Eight studies ⁴ , ⁵ , ⁶ , ⁷ , ⁹ , ¹⁰ , ¹² , ¹³ involving 7686 patients reported the presence/absence of CVA for each group. A fixed effects model was applied because no significant heterogeneity was observed among these studies (P = 0.30, I ² = 17%). A significant difference was observed in the incidence of POP between patients with and without CVA (OR = 1.88, 95% CI: 1.56–2.27, P < 0.0001) (Table 2, Fig. 2j).

Dementia

Four studies ⁴ , ¹⁰ , ¹¹ , ¹³ involving 3553 patients reported the presence/absence of dementia for each group. A random effects model was applied because significant heterogeneity was observed among these studies (P = 0.008, I ² = 82%). A significant difference was observed in the incidence of POP between patients with and without dementia (OR = 2.36, 95% CI: 1.04–5.36, P = 0.04) (Table 2, Fig. 2k). However, after sensitivity analysis by eliminating two studies with sample sizes <500, ¹⁰ , ¹³ , the I ² value for the two other studies ⁴ , ¹¹ decreased to 18%, and the significance remained unchanged (OR = 4.71, 95% CI: 2.68–8.26, P < 0.0001), indicating the reliability of the result (Fig. S1f).
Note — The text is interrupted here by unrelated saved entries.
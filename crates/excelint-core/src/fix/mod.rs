//! Fix strategies.
//!
//! A strategy computes a [`FixResult`] for one finding without touching the
//! workbook. Writing the result back is a separate step owned by
//! [`IntegratedErrorFixer::apply_fix_to_workbook`], so callers can preview a
//! fix before committing it.

mod formula;
mod integrated;
mod reference;
mod value;
mod vba;

pub use formula::{DivZeroFix, NameFix, NotAvailableFix};
pub use integrated::{BatchFixReport, FixMode, IntegratedErrorFixer, RevalidationReport};
pub use reference::{CircularFix, RefFix};
pub use value::{TypeMismatchFix, ValueFix};
pub use vba::VbaCodeFixer;

use std::ops::Range;

use excelint_engine::model::{ErrorKind, Finding, Location, WorkbookContext};
use serde::Serialize;

use crate::error::{ExcelintError, Result};

/// Outcome of one fix attempt. Every attempt yields one, successful or not.
#[derive(Clone, Debug, PartialEq, Serialize)]
pub struct FixResult {
    pub error_id: String,
    pub kind: ErrorKind,
    pub location: Location,
    /// Formula, cell value or module code before the fix.
    pub original_formula: Option<String>,
    pub fixed_formula: Option<String>,
    pub success: bool,
    pub confidence: f64,
    /// Set once the fix has been written to a workbook.
    pub applied: bool,
    /// The attempt was not made (mode filter or confidence threshold).
    pub skipped: bool,
    pub message: String,
    pub strategy: Option<String>,
}

impl FixResult {
    pub fn fixed(
        finding: &Finding,
        original: impl Into<String>,
        fixed: impl Into<String>,
        confidence: f64,
        message: impl Into<String>,
    ) -> Self {
        FixResult {
            original_formula: Some(original.into()),
            fixed_formula: Some(fixed.into()),
            success: true,
            confidence,
            message: message.into(),
            ..Self::failed(finding, "")
        }
    }

    pub fn failed(finding: &Finding, message: impl Into<String>) -> Self {
        FixResult {
            error_id: finding.id.clone(),
            kind: finding.kind,
            location: finding.location.clone(),
            original_formula: finding.source.clone(),
            fixed_formula: None,
            success: false,
            confidence: 0.0,
            applied: false,
            skipped: false,
            message: message.into(),
            strategy: None,
        }
    }

    pub fn skipped(finding: &Finding, confidence: f64, message: impl Into<String>) -> Self {
        FixResult {
            confidence,
            skipped: true,
            ..Self::failed(finding, message)
        }
    }
}

/// A self-contained remediation for one error family.
pub trait FixStrategy: Send + Sync {
    fn name(&self) -> &'static str;

    fn can_handle(&self, finding: &Finding) -> bool;

    /// Fixed per-subtype score in `0.0..=1.0`, known before the fix is computed.
    fn get_confidence(&self, finding: &Finding) -> f64;

    /// Compute the fix. The workbook, when given, is only read.
    fn apply_fix(&self, finding: &Finding, workbook: Option<&WorkbookContext>) -> Result<FixResult>;
}

pub(crate) fn fix_error(finding: &Finding, message: impl Into<String>) -> ExcelintError {
    ExcelintError::Fix {
        error_id: finding.id.clone(),
        message: message.into(),
    }
}

/// The cell's current formula, falling back to the text captured at detection.
pub(crate) fn current_formula(finding: &Finding, workbook: Option<&WorkbookContext>) -> Result<String> {
    let live = finding
        .cell()
        .zip(workbook)
        .and_then(|((sheet, address), wb)| wb.get_cell(sheet, address))
        .and_then(|cell| cell.formula.clone());
    live.or_else(|| finding.source.clone())
        .ok_or_else(|| fix_error(finding, "no formula to fix"))
}

/// Replace each byte range of `text` with `replacement`. Ranges must be
/// ascending and disjoint.
pub(crate) fn replace_spans(text: &str, spans: &[Range<usize>], replacement: &str) -> String {
    let mut out = String::with_capacity(text.len());
    let mut last = 0;
    for span in spans {
        out.push_str(&text[last..span.start]);
        out.push_str(replacement);
        last = span.end;
    }
    out.push_str(&text[last..]);
    out
}
impl IntegratedErrorFixer {
    /// A fixer with every built-in strategy registered.
    pub fn new(config: FixingConfig) -> Self {
        let mut fixer = Self::empty(config);
        fixer.register_strategy(Box::new(DivZeroFix));
        fixer.register_strategy(Box::new(NotAvailableFix));
        fixer.register_strategy(Box::new(NameFix));
        fixer.register_strategy(Box::new(RefFix));
        fixer.register_strategy(Box::new(ValueFix));
        fixer.register_strategy(Box::new(CircularFix));
        fixer.register_strategy(Box::new(TypeMismatchFix));
        fixer.register_strategy(Box::new(VbaCodeFixer));
        fixer
    }

    pub fn empty(config: FixingConfig) -> Self {
        IntegratedErrorFixer {
            strategies: Vec::new(),
            config,
            history: Vec::new(),
        }
    }

    pub fn config(&self) -> &FixingConfig {
        &self.config
    }

    pub fn register_strategy(&mut self, strategy: Box<dyn FixStrategy>) {
        self.strategies.push(strategy);
    }

    pub fn strategy_names(&self) -> Vec<&'static str> {
        self.strategies.iter().map(|s| s.name()).collect()
    }

    /// First registered strategy that can handle the finding.
    pub fn strategy_for(&self, finding: &Finding) -> Option<&dyn FixStrategy> {
        self.strategies
            .iter()
            .find(|s| s.can_handle(finding))
            .map(|s| s.as_ref())
    }

    pub fn has_strategy_for(&self, finding: &Finding) -> bool {
        self.strategy_for(finding).is_some()
    }

    pub fn history(&self) -> &[FixResult] {
        &self.history
    }

    /// Compute one fix without a confidence gate. Never writes to the workbook.
    pub fn fix_error(&self, finding: &Finding, workbook: Option<&WorkbookContext>) -> FixResult {
        let Some(strategy) = self.strategy_for(finding) else {
            return FixResult::failed(finding, "no applicable fix strategy");
        };
        Self::run_strategy(strategy, finding, workbook)
    }

    fn run_strategy(strategy: &dyn FixStrategy, finding: &Finding, workbook: Option<&WorkbookContext>) -> FixResult {
        let mut result = match strategy.apply_fix(finding, workbook) {
            Ok(result) => result,
            Err(e) => {
                debug!(strategy = strategy.name(), error_id = %finding.id, error = %e, "fix failed");
                let mut failed = FixResult::failed(finding, e.to_string());
                failed.confidence = strategy.get_confidence(finding);
                failed
            }
        };
        result.strategy = Some(strategy.name().to_string());
        result
    }

    /// Compute fixes for `findings` in the order given.
    ///
    /// With a workbook, each successful fix is written to a private copy so
    /// later fixes in the batch see earlier ones. The caller's workbook is
    /// never modified; use [`Self::apply_fix_to_workbook`] to commit.
    pub fn fix_batch(
        &mut self,
        findings: &[Finding],
        mode: &FixMode,
        workbook: Option<&WorkbookContext>,
    ) -> BatchFixReport {
        let start = Instant::now();
        let threshold = mode.threshold(&self.config);
        let mut scratch = workbook.cloned();
        if let Some(wb) = scratch.as_mut() {
            wb.rebuild_dependencies();
        }

        let mut report = BatchFixReport::default();
        for finding in findings {
            let result = if !mode.allows(&finding.kind) {
                FixResult::skipped(finding, 0.0, "skipped: kind not selected")
            } else if let Some(strategy) = self.strategy_for(finding) {
                let confidence = strategy.get_confidence(finding);
                if confidence < threshold {
                    debug!(error_id = %finding.id, confidence, threshold, "fix skipped: low confidence");
                    let mut skipped = FixResult::skipped(finding, confidence, "skipped: low confidence");
                    skipped.strategy = Some(strategy.name().to_string());
                    skipped
                } else {
                    let result = Self::run_strategy(strategy, finding, scratch.as_ref());
                    if result.success
                        && let Some(wb) = scratch.as_mut()
                        && let Err(e) = write_fix(wb, &result)
                    {
                        debug!(error_id = %finding.id, error = %e, "fix could not be staged");
                    }
                    result
                }
            } else {
                debug!(error_id = %finding.id, kind = %finding.kind, "no applicable fix strategy");
                FixResult::failed(finding, "no applicable fix strategy")
            };

            if result.success {
                report.success += 1;
            } else if result.skipped {
                report.skipped += 1;
            } else {
                report.failed += 1;
            }
            report.results.push(result);
        }

        report.processing_time = start.elapsed().as_secs_f64();
        self.history.extend(report.results.iter().cloned());
        debug!(
            success = report.success,
            failed = report.failed,
            skipped = report.skipped,
            "batch fixed"
        );
        report
    }

    /// Write a successful fix into the workbook and mark it applied.
    pub fn apply_fix_to_workbook(&self, workbook: &mut WorkbookContext, result: &mut FixResult) -> Result<()> {
        write_fix(workbook, result)?;
        result.applied = true;
        Ok(())
    }

    /// Detect, fix the auto-fixable findings, apply, then detect again.
    pub fn fix_and_revalidate(
        &mut self,
        workbook: &mut WorkbookContext,
        detector: &IntegratedErrorDetector,
        mode: &FixMode,
    ) -> RevalidationReport {
        let before = detector.detect_all_errors(workbook);
        let candidates: Vec<Finding> = before
            .errors
            .iter()
            .filter(|f| f.is_auto_fixable && self.has_strategy_for(f))
            .cloned()
            .collect();

        let mut batch = self.fix_batch(&candidates, mode, Some(&*workbook));
        let mut applied = 0;
        for result in batch.results.iter_mut().filter(|r| r.success) {
            match self.apply_fix_to_workbook(workbook, result) {
                Ok(()) => applied += 1,
                Err(e) => {
                    warn!(error_id = %result.error_id, error = %e, "fix could not be applied");
                    result.message = format!("{} (not applied: {})", result.message, e);
                }
            }
        }

        let after = detector.detect_all_errors(workbook);
        RevalidationReport {
            total_errors_before: before.summary.total_errors,
            remaining_errors: after.summary.total_errors,
            applied,
            batch,
            remaining: after.errors,
        }
    }
}
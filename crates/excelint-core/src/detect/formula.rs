//! Formula error detection.
//!
//! A cell whose value is a native error token (`#DIV/0!`, `#REF!`, ...) is
//! reported from the token alone and skips the formula checks. Other formula
//! cells are checked for broken syntax, unknown functions, references outside
//! the grid or to missing sheets, fully empty ranges, and circular references.

use excelint_engine::model::{
    CellInfo, CycleSearch, ErrorKind, Finding, FormulaErrorCode, Location, Severity,
    WorkbookContext, extract_references, find_cycle,
};
use tracing::debug;

use super::ErrorDetector;
use crate::config::DetectionConfig;
use crate::error::Result;
use crate::formula_text;

const TOKEN_CONFIDENCE: f64 = 0.95;
const DIRECT_CYCLE_CONFIDENCE: f64 = 0.9;
const CYCLE_DECAY: f64 = 0.8;
const DEPTH_EXCEEDED_CONFIDENCE: f64 = 0.1;

pub struct FormulaErrorDetector {
    max_cycle_depth: usize,
}

impl Default for FormulaErrorDetector {
    fn default() -> Self {
        Self::from_config(&DetectionConfig::default())
    }
}

impl FormulaErrorDetector {
    pub fn from_config(config: &DetectionConfig) -> Self {
        FormulaErrorDetector {
            max_cycle_depth: config.max_cycle_depth,
        }
    }

    /// Check one cell. Used by targeted re-checks as well as the full scan.
    pub fn check_cell(&self, workbook: &WorkbookContext, cell: &CellInfo) -> Vec<Finding> {
        if let Some(finding) = self.check_value_token(cell) {
            return vec![finding];
        }
        match &cell.formula {
            Some(formula) => self.check_formula(workbook, cell, formula),
            None => Vec::new(),
        }
    }

    fn check_value_token(&self, cell: &CellInfo) -> Option<Finding> {
        let token = cell.value.as_ref()?.as_text()?;
        let code = FormulaErrorCode::from_token(token)?;
        let mut finding = self
            .finding(cell, code, token_message(code))
            .with_value(token.trim());

        if let Some(formula) = &cell.formula {
            finding = finding.with_source(formula.clone());
        }
        let fix = cell.formula.as_deref().and_then(|f| match code {
            FormulaErrorCode::DivZero | FormulaErrorCode::Value => {
                Some(formula_text::wrap_iferror(f, "0"))
            }
            FormulaErrorCode::NotAvailable => Some(formula_text::wrap_iferror(f, "\"\"")),
            _ => None,
        });
        if matches!(
            code,
            FormulaErrorCode::DivZero | FormulaErrorCode::NotAvailable | FormulaErrorCode::Value
        ) {
            finding = finding.with_fix(fix);
        }
        Some(finding)
    }

    fn check_formula(&self, workbook: &WorkbookContext, cell: &CellInfo, formula: &str) -> Vec<Finding> {
        let mut findings = Vec::new();

        if !formula_text::balanced_brackets(formula) {
            findings.push(
                self.finding(cell, FormulaErrorCode::BrokenFormula, "Unbalanced brackets in formula")
                    .with_source(formula),
            );
        }

        for name in formula_text::function_calls(formula) {
            if formula_text::is_known_function(&name) {
                continue;
            }
            let mut finding = self
                .finding(cell, FormulaErrorCode::Name, format!("Unknown function: {}", name))
                .with_source(formula)
                .with_value(name.clone());
            if let Some(fixed) = formula_text::typo_correction(&name) {
                finding = finding.with_fix(Some(fixed.to_string()));
            }
            findings.push(finding);
            break;
        }

        for reference in extract_references(formula) {
            if !reference.is_within_limits() {
                findings.push(
                    self.finding(cell, FormulaErrorCode::Ref, "Reference outside the sheet grid")
                        .with_source(formula),
                );
                continue;
            }
            let sheet_name = reference.sheet().unwrap_or(&cell.sheet);
            let Some(sheet) = workbook.get_sheet(sheet_name) else {
                findings.push(
                    self.finding(
                        cell,
                        FormulaErrorCode::Ref,
                        format!("Reference to missing sheet '{}'", sheet_name),
                    )
                    .with_source(formula)
                    .with_value(sheet_name),
                );
                continue;
            };
            let cells = reference.cells();
            let is_range = cells.len() > 1;
            if is_range && cells.iter().all(|c| sheet.is_empty_at(c.row, c.col)) {
                findings.push(
                    self.finding(cell, FormulaErrorCode::EmptyRange, "Referenced range is empty")
                        .with_source(formula)
                        .with_confidence(0.8)
                        .potential_issue(),
                );
            }
        }

        match find_cycle(workbook, &cell.sheet, &cell.address, self.max_cycle_depth) {
            CycleSearch::Found(path) => {
                let extra_hops = path.len().saturating_sub(2) as i32;
                let confidence = DIRECT_CYCLE_CONFIDENCE * CYCLE_DECAY.powi(extra_hops);
                debug!(cell = %cell.key(), hops = path.len(), "circular reference found");
                findings.push(
                    self.finding(
                        cell,
                        FormulaErrorCode::CircularReference,
                        format!("Circular reference: {} -> {}", path.join(" -> "), cell.key()),
                    )
                    .with_source(formula)
                    .with_confidence(confidence),
                );
            }
            CycleSearch::DepthExceeded => {
                findings.push(
                    self.finding(
                        cell,
                        FormulaErrorCode::CircularReference,
                        format!(
                            "Dependency chain deeper than {} levels; circularity not verified",
                            self.max_cycle_depth
                        ),
                    )
                    .with_source(formula)
                    .with_confidence(DEPTH_EXCEEDED_CONFIDENCE)
                    // Unverified: a deep acyclic chain lands here too.
                    .with_severity(Severity::Low)
                    .potential_issue(),
                );
            }
            CycleSearch::Clear => {}
        }

        findings
    }

    fn finding(&self, cell: &CellInfo, code: FormulaErrorCode, message: impl Into<String>) -> Finding {
        Finding::new(
            ErrorKind::Formula(code),
            Location::cell(&cell.sheet, &cell.address),
            severity_for(code),
            message,
        )
        .with_confidence(TOKEN_CONFIDENCE)
    }
}

impl ErrorDetector for FormulaErrorDetector {
    fn name(&self) -> &'static str {
        "formula"
    }

    fn detect(&self, workbook: &WorkbookContext) -> Result<Vec<Finding>> {
        Ok(workbook
            .cells()
            .flat_map(|cell| self.check_cell(workbook, cell))
            .collect())
    }

    fn can_detect(&self, kind: &ErrorKind) -> bool {
        matches!(kind, ErrorKind::Formula(_))
    }
}

pub(crate) fn severity_for(code: FormulaErrorCode) -> Severity {
    match code {
        FormulaErrorCode::CircularReference | FormulaErrorCode::Ref => Severity::Critical,
        FormulaErrorCode::DivZero | FormulaErrorCode::Value | FormulaErrorCode::Name => Severity::High,
        FormulaErrorCode::NotAvailable | FormulaErrorCode::Num => Severity::Medium,
        _ => Severity::Low,
    }
}

fn token_message(code: FormulaErrorCode) -> &'static str {
    match code {
        FormulaErrorCode::DivZero => "Division by zero",
        FormulaErrorCode::NotAvailable => "Value not available",
        FormulaErrorCode::Name => "Unrecognised name in formula",
        FormulaErrorCode::Null => "Invalid range intersection",
        FormulaErrorCode::Num => "Invalid numeric value",
        FormulaErrorCode::Ref => "Invalid cell reference",
        FormulaErrorCode::Value => "Wrong value type in formula",
        FormulaErrorCode::Spill => "Spill range is blocked",
        FormulaErrorCode::Calc => "Calculation could not be completed",
        _ => "Formula error",
    }
}

#[cfg(test)]
mod tests {
    use super::*;
    use excelint_engine::model::CellValue;

    fn workbook(cells: &[(&str, Option<&str>, Option<CellValue>)]) -> WorkbookContext {
        let mut wb = WorkbookContext::new("f", "f.xlsx");
        let sheet = wb.sheet_mut("Sheet1");
        for (addr, formula, value) in cells {
            if let Some(f) = formula {
                sheet.set_formula(addr, *f);
            }
            if let Some(v) = value {
                sheet.set_value(addr, v.clone());
            }
        }
        wb.rebuild_dependencies();
        wb
    }

    fn kinds(findings: &[Finding]) -> Vec<FormulaErrorCode> {
        findings
            .iter()
            .filter_map(|f| match f.kind {
                ErrorKind::Formula(code) => Some(code),
                _ => None,
            })
            .collect()
    }

    #[test]
    fn test_value_token_detected_and_formula_checks_skipped() {
        let wb = workbook(&[
            ("A1", None, Some(CellValue::Number(1.0))),
            ("B1", None, Some(CellValue::Number(0.0))),
            ("C1", Some("=A1/B1"), Some(CellValue::from("#DIV/0!"))),
        ]);
        let findings = FormulaErrorDetector::default().detect(&wb).unwrap();
        assert_eq!(findings.len(), 1);
        let f = &findings[0];
        assert_eq!(f.id, "Sheet1_C1_div_zero");
        assert_eq!(f.severity, Severity::High);
        assert!(f.is_auto_fixable);
        assert_eq!(f.suggested_fix.as_deref(), Some("=IFERROR(A1/B1, 0)"));
        assert_eq!(f.confidence, 0.95);
    }

    #[test]
    fn test_na_suggests_empty_string_fallback() {
        let wb = workbook(&[("A1", Some("=VLOOKUP(B1,D1:E5,2,FALSE)"), Some(CellValue::from("#N/A")))]);
        let findings = FormulaErrorDetector::default().detect(&wb).unwrap();
        assert_eq!(
            findings[0].suggested_fix.as_deref(),
            Some("=IFERROR(VLOOKUP(B1,D1:E5,2,FALSE), \"\")")
        );
        assert_eq!(findings[0].severity, Severity::Medium);
    }

    #[test]
    fn test_ref_token_is_critical_and_not_auto_fixable() {
        let wb = workbook(&[("A1", Some("=#REF!+1"), Some(CellValue::from("#REF!")))]);
        let findings = FormulaErrorDetector::default().detect(&wb).unwrap();
        assert_eq!(findings[0].severity, Severity::Critical);
        assert!(!findings[0].is_auto_fixable);
    }

    #[test]
    fn test_direct_circular_reference() {
        let wb = workbook(&[("A1", Some("=B1+1"), None), ("B1", Some("=A1*2"), None)]);
        let findings = FormulaErrorDetector::default().detect(&wb).unwrap();
        let circular: Vec<_> = findings
            .iter()
            .filter(|f| f.kind == ErrorKind::Formula(FormulaErrorCode::CircularReference))
            .collect();
        assert_eq!(circular.len(), 2);
        assert!(circular.iter().all(|f| f.severity == Severity::Critical && f.confidence >= 0.8));
    }

    #[test]
    fn test_longer_cycle_decays_confidence() {
        let wb = workbook(&[
            ("A1", Some("=B1"), None),
            ("B1", Some("=C1"), None),
            ("C1", Some("=A1"), None),
        ]);
        let findings = FormulaErrorDetector::default().detect(&wb).unwrap();
        let a1 = findings.iter().find(|f| f.cell() == Some(("Sheet1", "A1"))).unwrap();
        assert!((a1.confidence - 0.72).abs() < 1e-9);
    }

    #[test]
    fn test_deep_running_total_is_not_a_critical_cycle() {
        let mut cells = vec![("A1".to_string(), None, Some(CellValue::Number(1.0)))];
        for row in 2..=14 {
            cells.push((format!("A{}", row), Some(format!("=A{}+1", row - 1)), None));
        }
        let borrowed: Vec<(&str, Option<&str>, Option<CellValue>)> = cells
            .iter()
            .map(|(addr, formula, value)| (addr.as_str(), formula.as_deref(), value.clone()))
            .collect();
        let wb = workbook(&borrowed);
        let findings = FormulaErrorDetector::default().detect(&wb).unwrap();

        let circular: Vec<_> = findings
            .iter()
            .filter(|f| f.kind == ErrorKind::Formula(FormulaErrorCode::CircularReference))
            .collect();
        assert!(!circular.is_empty());
        for f in circular {
            assert_eq!(f.severity, Severity::Low);
            assert_eq!(f.category, excelint_engine::model::FindingCategory::PotentialIssue);
            assert!((f.confidence - 0.1).abs() < 1e-9);
        }
        assert!(findings.iter().all(|f| f.severity != Severity::Critical));
    }

    #[test]
    fn test_broken_syntax_and_unknown_function() {
        let wb = workbook(&[
            ("A1", Some("=SUM(B1:B3"), None),
            ("B1", None, Some(CellValue::Number(1.0))),
            ("A2", Some("=VLOKUP(B1,C1:D2,2)"), None),
        ]);
        let findings = FormulaErrorDetector::default().detect(&wb).unwrap();
        assert!(kinds(&findings).contains(&FormulaErrorCode::BrokenFormula));
        let name = findings
            .iter()
            .find(|f| f.kind == ErrorKind::Formula(FormulaErrorCode::Name))
            .unwrap();
        assert_eq!(name.suggested_fix.as_deref(), Some("VLOOKUP"));
    }

    #[test]
    fn test_missing_sheet_and_out_of_grid_references() {
        let wb = workbook(&[
            ("A1", Some("=Budget!B2*2"), None),
            ("A2", Some("=XFE1+1"), None),
        ]);
        let findings = FormulaErrorDetector::default().detect(&wb).unwrap();
        assert_eq!(kinds(&findings), vec![FormulaErrorCode::Ref, FormulaErrorCode::Ref]);
        assert!(findings[0].message.contains("Budget"));
    }

    #[test]
    fn test_empty_range_is_a_potential_issue() {
        let wb = workbook(&[("A1", Some("=SUM(C1:C5)"), None)]);
        let findings = FormulaErrorDetector::default().detect(&wb).unwrap();
        assert_eq!(kinds(&findings), vec![FormulaErrorCode::EmptyRange]);
        assert_eq!(findings[0].category, excelint_engine::model::FindingCategory::PotentialIssue);
    }

    #[test]
    fn test_clean_formula_has_no_findings() {
        let wb = workbook(&[
            ("A1", None, Some(CellValue::Number(2.0))),
            ("A2", Some("=IFERROR(A1*2, 0)"), Some(CellValue::Number(4.0))),
        ]);
        assert!(FormulaErrorDetector::default().detect(&wb).unwrap().is_empty());
    }
}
Chronic Renal Failure (CRF)

Four studies ⁴ , ⁵ , ⁶ , ⁷ involving 7226 patients reported the presence/absence of CRF for each group. A fixed effects model was applied because significant heterogeneity was observed among these studies (P = 0.51, I ² = 0%). A significant difference was detected in the incidence of POP between patients with and without CRF (OR = 1.85, 95% CI: 1.29–2.67, P = 0.0009) (Table 2, Fig. 2l).

Preoperative Cr

Four studies ⁵ , ⁸ , ⁹ , ¹² involving 3889 patients reported the preoperative Cr for each group. A fixed effects model was applied because no significant heterogeneity was observed among these studies (P = 0.15, I ² = 44%). A significant difference was observed in the preoperative Cr between patients with and without POP (MD = 5.32, 95% CI: 0.55–10.08, P < 0.0001) (Table 2, Fig. 2o).

Preoperative Alb

Four studies ⁴ , ⁵ , ⁸ , ¹² involving 4417 patients reported the preoperative Alb for each group. A random effects model was applied because significant heterogeneity was observed among these studies (P < 0.0001, I ² = 87%). A significant difference was observed in the preoperative Alb between patients with and without POP (MD = −3.24, 95% CI: −4.59 to −1.89, P < 0.0001). A subgroup analysis was attempted based on nationality, age, and fracture type; however, significant heterogeneity was not ruled out. Heterogeneity might be the result of multiple factors. However, the four included studies considered preoperative Alb a risk factor for POP, indicating the reliability of the result (Table 2, Fig. 2p).

Preoperative Hypoalbuminemia

Four studies ⁷ , ¹¹ , ¹² , ¹³ involving 3932 patients reported preoperative hypoalbuminemia for each group. A random effects model was applied because significant heterogeneity was observed among these studies (P < 0.0001, I ² = 90%). A significant difference was observed in preoperative hypoalbuminemia between patients with and without POP (OR = 3.33, 95% CI: 1.32–8.37, P = 0.01) (Table 2). After sensitivity analysis by excluding one of the included studies, ¹³ the significance changed (OR = 2.80, 95% CI: 0.89–8.80, P = 0.08), indicating that the result was unreliable and this factor might not be suitable for meta‐analysis (Fig. S1i).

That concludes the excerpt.